Solid-state properties and spectroscopic analysis of thin-film TPBI

Jazmin Calimano, Feifei Li, Jan Florián, Dalice M. Piñero-Cruz, Thomas R. Fielitz, Russell J. Holmes, Jacob W. Ciszek

Research output: Contribution to journalArticlepeer-review

Abstract

We characterized the prominent electron transport layer 2,2′,2″-(1,3,5-benzinetriyl)-tris(1-phenyl-1-H-benzimidazole) (TPBi) via single-crystal X-ray diffraction, grazing incidence X-ray diffraction (GIXRD), infrared reflection absorption spectroscopy (IRRAS), and quantum mechanical calculations. The crystals generated via vapor diffusion are of the orthorhombic space group Pbca, with a unit cell [a = 19.3935(2) b = 12.81750(10) c = 28.5610(3) Å] containing eight TPBi molecules, and screw axes and glide planes along all three crystallographic axes.
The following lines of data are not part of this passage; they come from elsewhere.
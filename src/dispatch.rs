//! Topic routing and payload parsing for inbound MQTT messages.
//!
//! The [`Dispatcher`] decides, for each `(topic, payload)` pair, whether the
//! message is ignored, routed to an actuator (or to all of them for `STOP`),
//! or rejected with an error that is reported as feedback.
//!
//! # Routing Rules
//!
//! 1. Topics ending in `/feedback` or `/status` are ignored (loop guard)
//! 2. Topics outside the base prefix are ignored
//! 3. `<prefix>STOP` with any payload is an emergency stop
//! 4. `<prefix><name>` routes to the named actuator; unknown names are rejected
//!
//! # Example
//!
//! ```rust
//! use room_fx::dispatch::{Dispatch, Dispatcher, Target};
//! use room_fx::config::DeviceProfile;
//! use room_fx::Command;
//!
//! let dispatcher = Dispatcher::new("room1/", &DeviceProfile::default(), 50);
//!
//! assert_eq!(dispatcher.dispatch("room1/motor1/feedback", b"OK"), Dispatch::Ignore);
//! assert_eq!(
//!     dispatcher.dispatch("room1/STOP", b""),
//!     Dispatch::Route { target: Target::All, command: Command::EmergencyStop }
//! );
//! assert_eq!(
//!     dispatcher.dispatch("room1/motor2", b"OFF"),
//!     Dispatch::Route { target: Target::Actuator(1), command: Command::TurnOff }
//! );
//! ```

use heapless::Vec as HVec;
use log::debug;

use crate::commands::{Command, CommandError};
use crate::config::{short_string, DeviceProfile, LongString, ShortString, MAX_ACTUATORS};

/// Suffix appended to a command topic for its feedback.
pub const FEEDBACK_SUFFIX: &str = "/feedback";

/// Suffix of liveness topics.
pub const STATUS_SUFFIX: &str = "/status";

/// Name of the emergency-stop topic under the base prefix.
pub const STOP_TOPIC: &str = "STOP";

/// Which actuators a routed command applies to.
#[derive(Clone, Copy, Debug, PartialEq, Eq)]
pub enum Target {
    /// Every actuator on the device.
    All,
    /// One actuator, by index in the device profile.
    Actuator(usize),
}

/// Routing decision for one inbound message.
#[derive(Clone, Copy, Debug, PartialEq, Eq)]
pub enum Dispatch {
    /// Not for this device (or a feedback/status echo); no feedback.
    Ignore,
    /// A valid command for `target`.
    Route {
        /// Actuator(s) the command applies to.
        target: Target,
        /// Parsed command.
        command: Command,
    },
    /// Addressed to this device but invalid; reported as `ERROR` feedback.
    Reject(CommandError),
}

/// Maps topics and payloads to commands.
#[derive(Clone, Debug)]
pub struct Dispatcher {
    prefix: ShortString,
    names: HVec<ShortString, MAX_ACTUATORS>,
    default_speed: u8,
}

impl Dispatcher {
    /// Create a dispatcher for the actuators in `profile`.
    pub fn new(prefix: &str, profile: &DeviceProfile, default_speed: u8) -> Self {
        let mut names = HVec::new();
        for actuator in profile.actuators.iter() {
            let _ = names.push(actuator.name.clone());
        }
        Self {
            prefix: short_string(prefix),
            names,
            default_speed,
        }
    }

    /// Classify one inbound message.
    pub fn dispatch(&self, topic: &str, payload: &[u8]) -> Dispatch {
        if topic.ends_with(FEEDBACK_SUFFIX) || topic.ends_with(STATUS_SUFFIX) {
            debug!("ignoring echo topic {}", topic);
            return Dispatch::Ignore;
        }

        let Some(name) = topic.strip_prefix(self.prefix.as_str()) else {
            debug!("ignoring foreign topic {}", topic);
            return Dispatch::Ignore;
        };

        if name == STOP_TOPIC {
            return Dispatch::Route {
                target: Target::All,
                command: Command::EmergencyStop,
            };
        }

        let Some(index) = self.names.iter().position(|n| n.as_str() == name) else {
            return Dispatch::Reject(CommandError::UnknownActuator);
        };

        match Command::parse_bytes(payload, self.default_speed) {
            Ok(command) => Dispatch::Route {
                target: Target::Actuator(index),
                command,
            },
            Err(e) => Dispatch::Reject(e),
        }
    }

    /// Topics to subscribe to: every actuator command topic, then `STOP`.
    pub fn subscriptions(&self) -> HVec<LongString, { MAX_ACTUATORS + 1 }> {
        let mut topics = HVec::new();
        for name in self.names.iter().map(|n| n.as_str()).chain([STOP_TOPIC]) {
            let mut topic = LongString::new();
            let _ = topic.push_str(self.prefix.as_str());
            let _ = topic.push_str(name);
            let _ = topics.push(topic);
        }
        topics
    }

    /// Base topic prefix.
    pub fn prefix(&self) -> &str {
        self.prefix.as_str()
    }
}

/// Feedback topic for a command topic: `<topic>/feedback`.
///
/// `None` if the result does not fit in a [`LongString`].
pub fn feedback_topic(topic: &str) -> Option<LongString> {
    let mut out = LongString::new();
    out.push_str(topic).ok()?;
    out.push_str(FEEDBACK_SUFFIX).ok()?;
    Some(out)
}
Thin-film analysis becomes viable with unit cell and symmetry data, and GIXRD measurements, which demonstrate that when the amorphous TPBi thin films are annealed, the molecules preferentially orient with the a−b crystallographic face exposed at the surface and with the central benzene rings oriented 29° from the surface normal. Changes in vibrational modes at the surface, studied via infrared reflection absorption spectroscopy (IRRAS), concur with the X-ray based assignments. A minor conformer of TPBi with C3 symmetry was also identified via computational methods, appearing 0.95 kcal/mol higher in energy at the MP2/6-31G*//B3LYP/6-31G* level of theory. The combined structural insight allows fine-tuning of a device structure for organic light-emitting diodes (OLEDs) and organic photovoltaic applications.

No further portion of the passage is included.